As many of you know I am NOT pregnant, nor do I want to be anytime soon. In fact, that is one part of life I would like to skip completely from now on. However, I feel like there is another little person that needs to be added to our family. I feel guilty because I do not let myself get pregnant, and there are so many people who cannot get pregnant and would give anything to be able to do it.

I hate the person that I turn into for six month before the baby is due and a year after. I love the kid. I think he is amazing. I don’t trust myself to be ok with a baby that I make. I understand the thoughts that go through extreme post-partum mothers, I do not excuse it, but I empathize. I have had awful thoughts before, I don’t want to expound. It makes me feel awful.

I think if a baby was given to me now, in my current state of mind, I would be fine. We could all be happy. I would not have to have someone come and check on me everyday. I would not have to abandoned my children at the neighbors while I try to figure out how to escape my life. If I was given a child today I would adapt, I would love it. I would not go crazy.

While I was pregnant with Gentry I tried to escape. I would lie in the tub all day long, crying and trying to figure out what jj was going to do with an infant and without me. I was not going to kill myself, just leave. When it got to be 4 in the afternoon I would get out of the tub and put myself together and pretend I had been productive.

I did not tell jj about all this until about a year after. I was so ashamed. I should have been on some sort of medication and next time I will do it better. If there ever is a next time of being pregnant.

The more I think about it, the more I think I want to adopt. I don’t know if we ever will, maybe medication would do the trick. I am not yet ready to try. I like our life the way it is now and I still remember the pain that I felt from having a baby. Not the physical pain, but the pain of being sad and anxious.


3 Responses to “Pregnancy”

  • Michele Says:

    As usual I admire the honesty you present in your writings. I had so much anxiety after Micaela was born. It has definately decreased, but it has also spread into other areas of my life. I truly believe that being a mother is such a huge responsibilty, after all a child’s life is in our hands. How can we not be anxious or overwhelmed? It is by far the hardest thing I have ever done in my life.
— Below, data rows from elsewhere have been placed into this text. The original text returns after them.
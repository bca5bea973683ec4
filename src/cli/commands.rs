//! CLI command implementations

use anyhow::{Context, Result};
use serde::Serialize;
use std::path::PathBuf;
use std::time::Duration;

use crate::cli::args::{
    AppointmentsCommand, BookingCommand, ConfigCommand, DaemonCommand, RecordCommand,
};
use crate::config::Settings;
use crate::daemon::client::DaemonClient;
use crate::daemon::ipc::{DaemonRequest, DaemonResponse};
use crate::storage::{
    Appointment, AppointmentFilter, AppointmentStatus, Repository, StoredAnalysis,
};
use crate::workflow::analysis::{AnalysisStatus, VoiceAnalysisReport};
use crate::workflow::capture::{CaptureEvent, CaptureState};
use crate::workflow::directory::{ProviderDirectory, StaticDirectory};
use crate::workflow::form::FormField;
use crate::workflow::review::BookingConfirmation;
use crate::workflow::session::{
    resolve_session, FileIdentityProvider, Role, SessionContext,
};
use crate::workflow::{format_elapsed, WizardStep, WorkflowEvent, WorkflowSnapshot};

/// Session of the signed-in user, or a hint to sign in
pub fn require_session(settings: &Settings) -> Result<SessionContext> {
    let identity = FileIdentityProvider::from_settings(settings);
    resolve_session(&identity).map_err(|_| anyhow::anyhow!("Not signed in. Run `neurocare login` first"))
}

/// Store the session claims
pub fn login(settings: &Settings, user_id: String, name: String, role: Role) -> Result<()> {
    if user_id.trim().is_empty() {
        anyhow::bail!("User ID must not be empty");
    }

    let session = SessionContext {
        user_id: user_id.trim().to_string(),
        display_name: name.trim().to_string(),
        role,
    };
    FileIdentityProvider::from_settings(settings).sign_in(&session)?;

    tracing::info!("Signed in as {} ({})", session.user_id, role.as_str());
    println!(
        "Signed in as {} ({}, {})",
        session.display_name,
        session.user_id,
        role.as_str()
    );
    Ok(())
}

pub fn logout(settings: &Settings) -> Result<()> {
    if FileIdentityProvider::from_settings(settings).sign_out()? {
        println!("Signed out");
    } else {
        println!("Not signed in");
    }
    Ok(())
}

pub fn whoami(settings: &Settings) -> Result<()> {
    let session = require_session(settings)?;
    println!("{} ({})", session.display_name, session.user_id);
    println!("role: {}", session.role.as_str());
    Ok(())
}

/// List the provider roster
pub fn list_doctors() -> Result<()> {
    let directory = StaticDirectory::default();

    println!("{:<12} {:<22} {}", "ID", "Name", "Specialty");
    println!("{}", "-".repeat(56));
    for doctor in directory.list_doctors() {
        println!("{:<12} {:<22} {}", doctor.id, doctor.name, doctor.specialty);
    }
    Ok(())
}

// Booking hosted by the daemon

async fn booking_request(settings: &Settings, request: DaemonRequest) -> Result<WorkflowSnapshot> {
    let mut client = DaemonClient::connect(settings).await?;

    match client.send(request).await? {
        DaemonResponse::Booking(snapshot) => Ok(snapshot),
        DaemonResponse::Error { message } => anyhow::bail!("{}", message),
        _ => anyhow::bail!("Unexpected response from daemon"),
    }
}

async fn booking_event(settings: &Settings, event: WorkflowEvent) -> Result<WorkflowSnapshot> {
    booking_request(settings, DaemonRequest::Booking { event }).await
}

impl From<RecordCommand> for CaptureEvent {
    fn from(cmd: RecordCommand) -> Self {
        match cmd {
            RecordCommand::Start => CaptureEvent::Start,
            RecordCommand::Pause => CaptureEvent::Pause,
            RecordCommand::Resume => CaptureEvent::Resume,
            RecordCommand::Stop => CaptureEvent::Stop,
            RecordCommand::Redo => CaptureEvent::ReRecord,
        }
    }
}

/// Handle booking subcommands
pub async fn booking_command(settings: &Settings, cmd: BookingCommand) -> Result<()> {
    match cmd {
        BookingCommand::Open => {
            let snapshot = booking_request(settings, DaemonRequest::OpenBooking).await?;
            print!("{}", render_snapshot(&snapshot));
        }
        BookingCommand::Show { json } => {
            let snapshot = booking_request(settings, DaemonRequest::GetBooking).await?;
            if json {
                println!("{}", serde_json::to_string_pretty(&snapshot)?);
            } else {
                print!("{}", render_snapshot(&snapshot));
            }
        }
        BookingCommand::Set { field, value } => {
            let field: FormField = field.parse().map_err(|e: String| anyhow::anyhow!(e))?;
            let snapshot = booking_event(settings, WorkflowEvent::UpdateField { field, value }).await?;
            println!("{}: {}", field.label(), snapshot.request.get(field));
        }
        BookingCommand::Next => {
            let snapshot = booking_event(settings, WorkflowEvent::Advance).await?;
            print!("{}", render_snapshot(&snapshot));
        }
        BookingCommand::Back => {
            let snapshot = booking_event(settings, WorkflowEvent::Back).await?;
            print!("{}", render_snapshot(&snapshot));
        }
        BookingCommand::Record(record) => {
            let event = CaptureEvent::from(record);
            let snapshot = booking_event(settings, WorkflowEvent::Capture { event }).await?;
            println!("{}", render_capture(&snapshot));
            if snapshot.capture_state == CaptureState::Recording && event == CaptureEvent::Start {
                println!();
                println!("Read this passage aloud:");
                println!("{}", crate::analysis::READING_PASSAGE);
            }
        }
        BookingCommand::Analyze { wait } => {
            let mut snapshot = booking_event(settings, WorkflowEvent::Analyze).await?;
            if wait {
                while snapshot.analysis_status == AnalysisStatus::Analyzing {
                    tokio::time::sleep(Duration::from_millis(250)).await;
                    snapshot = booking_request(settings, DaemonRequest::GetBooking).await?;
                }
            }
            match (&snapshot.analysis_status, &snapshot.analysis) {
                (AnalysisStatus::Ready, Some(report)) => print!("{}", render_report(report)),
                (AnalysisStatus::Failed, _) => anyhow::bail!(
                    "{}",
                    snapshot
                        .analysis_error
                        .as_deref()
                        .unwrap_or("Voice analysis failed")
                ),
                (status, _) => println!(
                    "Analysis {}. Check with `neurocare booking show`",
                    status.as_str()
                ),
            }
        }
        BookingCommand::Submit => {
            let snapshot = booking_event(settings, WorkflowEvent::Submit).await?;
            match snapshot.confirmation {
                Some(ref confirmation) => print_confirmation(confirmation),
                None => print!("{}", render_snapshot(&snapshot)),
            }
        }
        BookingCommand::Cancel => {
            booking_event(settings, WorkflowEvent::Cancel).await?;
            println!("Booking cancelled");
        }
    }

    Ok(())
}

fn doctor_label(doctor_id: &str) -> String {
    if doctor_id.is_empty() {
        return "-".to_string();
    }
    match StaticDirectory::default().find_doctor(doctor_id) {
        Some(doctor) => format!("{} ({})", doctor.name, doctor.specialty),
        None => doctor_id.to_string(),
    }
}

fn or_dash(value: &str) -> &str {
    if value.trim().is_empty() {
        "-"
    } else {
        value
    }
}

/// One-line recording state, `recording 00:05 / 05:00`
pub fn render_capture(snapshot: &WorkflowSnapshot) -> String {
    let mut line = format!(
        "Recording: {} {} / {}",
        snapshot.capture_state.as_str(),
        format_elapsed(snapshot.elapsed_secs),
        format_elapsed(snapshot.max_recording_secs)
    );
    if let Some(url) = &snapshot.result_url {
        line.push_str(&format!("\n  saved: {}", url));
    }
    line
}

/// Human readable summary of a voice analysis
pub fn render_report(report: &VoiceAnalysisReport) -> String {
    let mut output = String::new();
    output.push_str("Voice analysis\n");
    output.push_str(&format!("  duration:        {}s\n", report.duration_secs));
    output.push_str(&format!("  speech rate:     {} wpm\n", report.speech_rate_wpm));
    output.push_str(&format!("  clarity:         {}%\n", report.clarity_score_pct));
    output.push_str(&format!("  confidence:      {}%\n", report.confidence_level_pct));
    output.push_str(&format!("  cognitive load:  {}\n", report.cognitive_load_level));
    output.push_str(&format!("  assessment:      {}\n", report.risk_assessment));
    if !report.recommendations.is_empty() {
        output.push_str("  recommendations:\n");
        for recommendation in &report.recommendations {
            output.push_str(&format!("    - {}\n", recommendation));
        }
    }
    output
}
I think you are brave and insightful for recognizing and expressing your emotions.

  • Annie Says:

    I, too admire your honestly. Now that I’ve got my own little monkey to take care of I’m torn between wanting another one and raising an only child! As we round the corner to the first 3 rough months I’ve decided that it wasn’t so bad and to be honest myself, in retrospect, I didn’t mind being pregnant that much and I like not having to share Elliott, well “Gary” with anyone. So, my issue now I guess isn’t so much whether or not to do all of this again, but when. Have two kids in diapers or wait until Elliott is 5 and in school so I can spend as much time w/ baby #2 as w/ baby #1.

    This motherhood stuff really does a number on a girl.

  • A Jeppson Says:

    Wow Makayla, I didn’t know just how much of a struggle this has been for you! I admire your courage, and I am so glad I have you to ask all of my “questions” to.